In the work that is being presented here, the effect of sample thickness and laser irradiance on the reduction of the signal-to-background ratio SBG and the plasma parameters, specifically electron temperature and electron density, is being investigated using back-reflection-enhanced laser-induced breakdown spectroscopy (BRELIBS). Copper and silver discs that had been highly polished were attached to the back surface of the glass target, and the Nd-YAG laser beam that was focused on the front surface of the target was tuned to its fundamental wavelength. The thicknesses of the transparent glass samples that were analysed were 1 mm, 3 mm, and 6 mm. One is able to achieve a range of different laser irradiance levels by adjusting the working distance that exists between the target sample and the focusing lens. The end result of this is that the signal-to-background ratio in the BRELIBS spectra of thicker glass samples is significantly lower as compared to the ratio in the spectra of thinner glass samples. In addition, a significant influence of modifying the laser irradiance (by increasing the working distance on the SBG ratio) is seen at various glass thicknesses for both BRELIBS and LIBS, with BRELIBS having a better SBG. Nevertheless, the laser-induced plasma parameter known as the electron temperature has not been significantly impacted by the decrease in the glass thickness.

Introduction

Laser-Induced Breakdown Spectroscopy (LIBS) is a spectrochemical analytical technique used for the elemental analysis of any target material, whether gas, liquid, or solid^1–3. Since the early emergence of LIBS in 1982, the technique has been applied in numerous fields, industrial^4–6, biology⁷, medicine⁸, environmental^9,10, forensic^11,12, archeological^13,14, geology^15,16, etc. Details of the fundamentals and applications of LIBS can be found in many published books^17,18 and review papers^19–21. Focusing a nanosecond, picosecond, or femtosecond laser pulses of a few mJ energy per pulse onto the surface of a solid target leads to melting, boiling, and evaporation of a tiny amount of the target material.

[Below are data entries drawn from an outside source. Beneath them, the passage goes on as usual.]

//! Burrows-Wheeler transform entry points.
//!
//! The forward transform is the suffix sort with the induce passes emitting
//! preceding bytes instead of indices; the sentinel row (where the rotation
//! starting at position 0 lands) is returned so the transform stays
//! invertible. The reverse transform rebuilds the text with a partitioned
//! parallel pointer chase.

use log::info;

use crate::suffix_sort::text::Text;
use crate::suffix_sort::Sorter;
use crate::tools::pool::WorkerPool;
use crate::Error;

pub(crate) mod reverse;

/// Replace `buffer` with its BWT and return the sentinel row index.
///
/// The output has the same length as the input; the sentinel row's byte (the
/// virtual end-of-input marker) is omitted and its position returned
/// instead, so `reverse_bwt(buffer, sentinel, ..)` restores the input.
pub fn forward_bwt(buffer: &mut [u8], num_threads: usize) -> Result<usize, Error> {
    if buffer.len() >= crate::MAX_INPUT_LEN {
        return Err(Error::InputTooLarge { len: buffer.len() });
    }
    if buffer.is_empty() {
        return Ok(0);
    }
    info!(
        "forward BWT over {} bytes on {} thread(s)",
        buffer.len(),
        num_threads.max(1)
    );
    let pool = WorkerPool::new(num_threads)?;
    let mut sa = vec![0i32; buffer.len() + 1];
    let sentinel = {
        let mut sorter = Sorter::new(Text::new(buffer), &pool);
        sorter.first_stage(&mut sa);
        sorter.second_stage_bwt(&mut sa)
    };
    let mut w = 0usize;
    for (k, &v) in sa.iter().enumerate() {
        if k != sentinel {
            buffer[w] = v as u8;
            w += 1;
        }
    }
    Ok(sentinel)
}

/// Invert [`forward_bwt`]: restore the original bytes of `buffer` given the
/// sentinel row index it returned.
pub fn reverse_bwt(
    buffer: &mut [u8],
    sentinel_index: usize,
    num_threads: usize,
) -> Result<(), Error> {
    if buffer.len() >= crate::MAX_INPUT_LEN {
        return Err(Error::InputTooLarge { len: buffer.len() });
    }
    if sentinel_index > buffer.len() {
        return Err(Error::InvalidSentinelIndex {
            index: sentinel_index,
            len: buffer.len(),
        });
    }
    if buffer.is_empty() {
        return Ok(());
    }
    info!(
        "reverse BWT over {} bytes on {} thread(s)",
        buffer.len(),
        num_threads.max(1)
    );
    let pool = WorkerPool::new(num_threads)?;
    reverse::reverse_transform(buffer, sentinel_index, &pool);
    Ok(())
}

#[cfg(test)]
mod test {
    use super::*;
    use crate::suffix_sort::make_suffix_array;

    /// BWT derived straight from the definition: last column of the sorted
    /// sentinel-terminated rotations, with the sentinel row removed.
    fn reference_bwt(input: &[u8]) -> (Vec<u8>, usize) {
        let sa = make_suffix_array(input, 1).unwrap();
        let mut out = Vec::with_capacity(input.len());
        let mut sentinel = 0;
        for (k, &v) in sa.iter().enumerate() {
            if v == 0 {
                sentinel = k;
            } else {
                out.push(input[v as usize - 1]);
            }
        }
        (out, sentinel)
    }

    fn roundtrip(input: &[u8], threads: usize) {
        let mut buf = input.to_vec();
        let sentinel = forward_bwt(&mut buf, threads).unwrap();
        let (expect, expect_sentinel) = reference_bwt(input);
        assert_eq!(buf, expect, "forward output for len {}", input.len());
        assert_eq!(sentinel, expect_sentinel);
        reverse_bwt(&mut buf, sentinel, threads).unwrap();
        assert_eq!(buf, input, "roundtrip for len {}", input.len());
    }

    #[test]
    fn empty_and_single_byte() {
        let mut buf: Vec<u8> = vec![];
        assert_eq!(forward_bwt(&mut buf, 1).unwrap(), 0);
        reverse_bwt(&mut buf, 0, 1).unwrap();
        assert!(buf.is_empty());
        roundtrip(b"a", 1);
    }

    #[test]
    fn banana_transform() {
        let mut buf = b"banana".to_vec();
        let sentinel = forward_bwt(&mut buf, 1).unwrap();
        // Last column of the sorted rotations of "banana$" is "annb$aa".
        assert_eq!(buf, b"annbaa");
        assert_eq!(sentinel, 4);
        reverse_bwt(&mut buf, sentinel, 1).unwrap();
        assert_eq!(buf, b"banana");
    }

    #[test]
    fn mississippi_transform() {
        let mut buf = b"mississippi".to_vec();
        let sentinel = forward_bwt(&mut buf, 1).unwrap();
        // "ipssm$pissii" with the sentinel removed.
        assert_eq!(buf, b"ipssmpissii");
        assert_eq!(sentinel, 5);
        reverse_bwt(&mut buf, sentinel, 1).unwrap();
        assert_eq!(buf, b"mississippi");
    }

    #[test]
    fn roundtrips_across_shapes_and_threads() {
        let cases: Vec<Vec<u8>> = vec![
            b"abababab".to_vec(),
            b"aaaaaaaa".to_vec(),
            vec![0u8; 300],
            (0..=255u8).collect(),
            b"If Peter Piper picked a peck of pickled peppers".to_vec(),
            (0..10_000u32).map(|i| (i * 37 % 251) as u8).collect(),
            (0..50_000u32).map(|i| b"acgt"[(i % 4) as usize]).collect(),
        ];
        for input in &cases {
            for threads in [1, 2, 4] {
                roundtrip(input, threads);
            }
        }
    }

    #[test]
    fn single_repeated_byte_large() {
        let input = vec![b'x'; 1_000_000];
        roundtrip(&input, 4);
    }

    #[test]
    fn sentinel_index_is_validated() {
        let mut buf = b"abc".to_vec();
        assert!(matches!(
            reverse_bwt(&mut buf, 4, 1),
            Err(Error::InvalidSentinelIndex { index: 4, len: 3 })
        ));
        assert!(reverse_bwt(&mut buf, 3, 1).is_ok());
    }
}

The rise of the vapor temperature due to heat absorption from the laser pulse dissociates the molecules into atoms. With further increase in the temperature (6000–60,000 K), atoms are ionized, and a plasma plume consisting of a collection of ions and swirling electrons is evolved at such elevated temperature^22,23. As the plasma plume cools down, it gets rid of the previously absorbed energy by emitting photons of light. The emitted plasma light is collected, dispersed, and displayed as an emission spectrum. Qualitatively, the spectral lines in the obtained spectrum characterize the elements in the plasma and, consequently, the target material. On the other hand, quantitatively, there is a proportionality relation between the spectral lines’ intensity and the concentration of the corresponding elements, considering the self-absorption and the matrix effects.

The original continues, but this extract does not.